When you reach the entries below, transcribe each one exactly as it stands.
***** Supplied information *****
impl AppConfig {
    pub fn load(options: LoadOptions) -> Result<Self, ConfigError> {
        let mut config = Self::default();
        let maybe_path = resolve_config_path(options.config_path.as_deref());

        if let Some(path) = maybe_path {
            let patch = read_patch(&path)?;
            config.apply_patch(patch);
        } else if options.require_file {
            let expected = options.config_path.unwrap_or_else(|| PathBuf::from("procura.toml"));
            return Err(ConfigError::MissingConfigFile(expected));
        }

        config.apply_env_overrides()?;
        config.apply_overrides(options.overrides);
        config.validate()?;

        Ok(config)
    }

    fn apply_patch(&mut self, patch: ConfigPatch) {
        if let Some(database) = patch.database {
            if let Some(url) = database.url {
                self.database.url = url;
            }
            if let Some(max_connections) = database.max_connections {
                self.database.max_connections = max_connections;
            }
            if let Some(timeout_secs) = database.timeout_secs {
                self.database.timeout_secs = timeout_secs;
            }
        }

        if let Some(llm) = patch.llm {
            if let Some(provider) = llm.provider {
                self.llm.provider = provider;
            }
            if let Some(api_key_value) = llm.api_key {
                self.llm.api_key = Some(api_key_value.into());
            }
            if let Some(base_url) = llm.base_url {
                self.llm.base_url = Some(base_url);
            }
            if let Some(model) = llm.model {
                self.llm.model = model;
            }
            if let Some(timeout_secs) = llm.timeout_secs {
                self.llm.timeout_secs = timeout_secs;
            }
            if let Some(max_retries) = llm.max_retries {
                self.llm.max_retries = max_retries;
            }
        }

        if let Some(server) = patch.server {
            if let Some(bind_address) = server.bind_address {
                self.server.bind_address = bind_address;
            }
            if let Some(port) = server.port {
                self.server.port = port;
            }
            if let Some(health_check_port) = server.health_check_port {
                self.server.health_check_port = health_check_port;
            }
            if let Some(graceful_shutdown_secs) = server.graceful_shutdown_secs {
                self.server.graceful_shutdown_secs = graceful_shutdown_secs;
            }
        }

        if let Some(agent) = patch.agent {
            if let Some(history_window) = agent.history_window {
                self.agent.history_window = history_window;
            }
        }

        if let Some(logging) = patch.logging {
            if let Some(level) = logging.level {
                self.logging.level = level;
            }
            if let Some(format) = logging.format {
                self.logging.format = format;
            }
        }
    }

    fn apply_env_overrides(&mut self) -> Result<(), ConfigError> {
        if let Some(value) = read_env("PROCURA_DATABASE_URL") {
            self.database.url = value;
        }
        if let Some(value) = read_env("PROCURA_DATABASE_MAX_CONNECTIONS") {
            self.database.max_connections = parse_u32("PROCURA_DATABASE_MAX_CONNECTIONS", &value)?;
        }
        if let Some(value) = read_env("PROCURA_DATABASE_TIMEOUT_SECS") {
            self.database.timeout_secs = parse_u64("PROCURA_DATABASE_TIMEOUT_SECS", &value)?;
        }

        if let Some(value) = read_env("PROCURA_LLM_PROVIDER") {
            self.llm.provider = value.parse()?;
        }
        if let Some(value) = read_env("PROCURA_LLM_API_KEY") {
            self.llm.api_key = Some(value.into());
        }
        if let Some(value) = read_env("PROCURA_LLM_BASE_URL") {
            self.llm.base_url = Some(value);
        }
        if let Some(value) = read_env("PROCURA_LLM_MODEL") {
            self.llm.model = value;
        }
        if let Some(value) = read_env("PROCURA_LLM_TIMEOUT_SECS") {
            self.llm.timeout_secs = parse_u64("PROCURA_LLM_TIMEOUT_SECS", &value)?;
        }
        if let Some(value) = read_env("PROCURA_LLM_MAX_RETRIES") {
            self.llm.max_retries = parse_u32("PROCURA_LLM_MAX_RETRIES", &value)?;
        }

        if let Some(value) = read_env("PROCURA_SERVER_BIND_ADDRESS") {
            self.server.bind_address = value;
        }
        if let Some(value) = read_env("PROCURA_SERVER_PORT") {
            self.server.port = parse_u16("PROCURA_SERVER_PORT", &value)?;
        }
        if let Some(value) = read_env("PROCURA_SERVER_HEALTH_CHECK_PORT") {
            self.server.health_check_port = parse_u16("PROCURA_SERVER_HEALTH_CHECK_PORT", &value)?;
        }
        if let Some(value) = read_env("PROCURA_SERVER_GRACEFUL_SHUTDOWN_SECS") {
            self.server.graceful_shutdown_secs =
                parse_u64("PROCURA_SERVER_GRACEFUL_SHUTDOWN_SECS", &value)?;
        }

        if let Some(value) = read_env("PROCURA_AGENT_HISTORY_WINDOW") {
            self.agent.history_window =
                parse_u32("PROCURA_AGENT_HISTORY_WINDOW", &value)? as usize;
        }

        let log_level = read_env("PROCURA_LOGGING_LEVEL").or_else(|| read_env("PROCURA_LOG_LEVEL"));
        if let Some(value) = log_level {
            self.logging.level = value;
        }
        let log_format =
            read_env("PROCURA_LOGGING_FORMAT").or_else(|| read_env("PROCURA_LOG_FORMAT"));
        if let Some(value) = log_format {
            self.logging.format = value.parse()?;
        }

        Ok(())
    }

    fn apply_overrides(&mut self, overrides: ConfigOverrides) {
        if let Some(database_url) = overrides.database_url {
            self.database.url = database_url;
        }
        if let Some(log_level) = overrides.log_level {
            self.logging.level = log_level;
        }
        if let Some(llm_provider) = overrides.llm_provider {
            self.llm.provider = llm_provider;
        }
        if let Some(llm_model) = overrides.llm_model {
            self.llm.model = llm_model;
        }
        if let Some(llm_api_key) = overrides.llm_api_key {
            self.llm.api_key = Some(llm_api_key.into());
        }
        if let Some(history_window) = overrides.history_window {
            self.agent.history_window = history_window;
        }
    }

    pub fn validate(&self) -> Result<(), ConfigError> {
        validate_database(&self.database)?;
        validate_llm(&self.llm)?;
        validate_server(&self.server)?;
        validate_agent(&self.agent)?;
        validate_logging(&self.logging)?;
        Ok(())
    }
}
*****
Problem solution:
impl AppConfig {
    pub fn load(options: LoadOptions) -> Result<Self, ConfigError> {
        let mut config = Self::default();
        let maybe_path = resolve_config_path(options.config_path.as_deref());

        if let Some(path) = maybe_path {
            let patch = read_patch(&path)?;
            config.apply_patch(patch);
        } else if options.require_file {
            let expected = options.config_path.unwrap_or_else(|| PathBuf::from("procura.toml"));
            return Err(ConfigError::MissingConfigFile(expected));
        }

        config.apply_env_overrides()?;
        config.apply_overrides(options.overrides);
        config.validate()?;

        Ok(config)
    }

    fn apply_patch(&mut self, patch: ConfigPatch) {
        if let Some(database) = patch.database {
            if let Some(url) = database.url {
                self.database.url = url;
            }
            if let Some(max_connections) = database.max_connections {
                self.database.max_connections = max_connections;
            }
            if let Some(timeout_secs) = database.timeout_secs {
                self.database.timeout_secs = timeout_secs;
            }
        }

        if let Some(llm) = patch.llm {
            if let Some(provider) = llm.provider {
                self.llm.provider = provider;
            }
            if let Some(api_key_value) = llm.api_key {
                self.llm.api_key = Some(api_key_value.into());
            }
            if let Some(base_url) = llm.base_url {
                self.llm.base_url = Some(base_url);
            }
            if let Some(model) = llm.model {
                self.llm.model = model;
            }
            if let Some(timeout_secs) = llm.timeout_secs {
                self.llm.timeout_secs = timeout_secs;
            }
            if let Some(max_retries) = llm.max_retries {
                self.llm.max_retries = max_retries;
            }
        }

        if let Some(server) = patch.server {
            if let Some(bind_address) = server.bind_address {
                self.server.bind_address = bind_address;
            }
            if let Some(port) = server.port {
                self.server.port = port;
            }
            if let Some(health_check_port) = server.health_check_port {
                self.server.health_check_port = health_check_port;
            }
            if let Some(graceful_shutdown_secs) = server.graceful_shutdown_secs {
                self.server.graceful_shutdown_secs = graceful_shutdown_secs;
            }
        }

        if let Some(agent) = patch.agent {
            if let Some(history_window) = agent.history_window {
                self.agent.history_window = history_window;
            }
        }

        if let Some(logging) = patch.logging {
            if let Some(level) = logging.level {
                self.logging.level = level;
            }
            if let Some(format) = logging.format {
                self.logging.format = format;
            }
        }
    }

    fn apply_env_overrides(&mut self) -> Result<(), ConfigError> {
        if let Some(value) = read_env("PROCURA_DATABASE_URL") {
            self.database.url = value;
        }
        if let Some(value) = read_env("PROCURA_DATABASE_MAX_CONNECTIONS") {
            self.database.max_connections = parse_u32("PROCURA_DATABASE_MAX_CONNECTIONS", &value)?;
        }
        if let Some(value) = read_env("PROCURA_DATABASE_TIMEOUT_SECS") {
            self.database.timeout_secs = parse_u64("PROCURA_DATABASE_TIMEOUT_SECS", &value)?;
        }

        if let Some(value) = read_env("PROCURA_LLM_PROVIDER") {
            self.llm.provider = value.parse()?;
        }
        if let Some(value) = read_env("PROCURA_LLM_API_KEY") {
            self.llm.api_key = Some(value.into());
        }
        if let Some(value) = read_env("PROCURA_LLM_BASE_URL") {
            self.llm.base_url = Some(value);
        }
        if let Some(value) = read_env("PROCURA_LLM_MODEL") {
            self.llm.model = value;
        }
        if let Some(value) = read_env("PROCURA_LLM_TIMEOUT_SECS") {
            self.llm.timeout_secs = parse_u64("PROCURA_LLM_TIMEOUT_SECS", &value)?;
        }
        if let Some(value) = read_env("PROCURA_LLM_MAX_RETRIES") {
            self.llm.max_retries = parse_u32("PROCURA_LLM_MAX_RETRIES", &value)?;
        }

        if let Some(value) = read_env("PROCURA_SERVER_BIND_ADDRESS") {
            self.server.bind_address = value;
        }
        if let Some(value) = read_env("PROCURA_SERVER_PORT") {
            self.server.port = parse_u16("PROCURA_SERVER_PORT", &value)?;
        }
        if let Some(value) = read_env("PROCURA_SERVER_HEALTH_CHECK_PORT") {
            self.server.health_check_port = parse_u16("PROCURA_SERVER_HEALTH_CHECK_PORT", &value)?;
        }
        if let Some(value) = read_env("PROCURA_SERVER_GRACEFUL_SHUTDOWN_SECS") {
            self.server.graceful_shutdown_secs =
                parse_u64("PROCURA_SERVER_GRACEFUL_SHUTDOWN_SECS", &value)?;
        }

        if let Some(value) = read_env("PROCURA_AGENT_HISTORY_WINDOW") {
            self.agent.history_window =
                parse_u32("PROCURA_AGENT_HISTORY_WINDOW", &value)? as usize;
        }

        let log_level = read_env("PROCURA_LOGGING_LEVEL").or_else(|| read_env("PROCURA_LOG_LEVEL"));
        if let Some(value) = log_level {
            self.logging.level = value;
        }
        let log_format =
            read_env("PROCURA_LOGGING_FORMAT").or_else(|| read_env("PROCURA_LOG_FORMAT"));
        if let Some(value) = log_format {
            self.logging.format = value.parse()?;
        }

        Ok(())
    }

    fn apply_overrides(&mut self, overrides: ConfigOverrides) {
        if let Some(database_url) = overrides.database_url {
            self.database.url = database_url;
        }
        if let Some(log_level) = overrides.log_level {
            self.logging.level = log_level;
        }
        if let Some(llm_provider) = overrides.llm_provider {
            self.llm.provider = llm_provider;
        }
        if let Some(llm_model) = overrides.llm_model {
            self.llm.model = llm_model;
        }
        if let Some(llm_api_key) = overrides.llm_api_key {
            self.llm.api_key = Some(llm_api_key.into());
        }
        if let Some(history_window) = overrides.history_window {
            self.agent.history_window = history_window;
        }
    }

    pub fn validate(&self) -> Result<(), ConfigError> {
        validate_database(&self.database)?;
        validate_llm(&self.llm)?;
        validate_server(&self.server)?;
        validate_agent(&self.agent)?;
        validate_logging(&self.logging)?;
        Ok(())
    }
}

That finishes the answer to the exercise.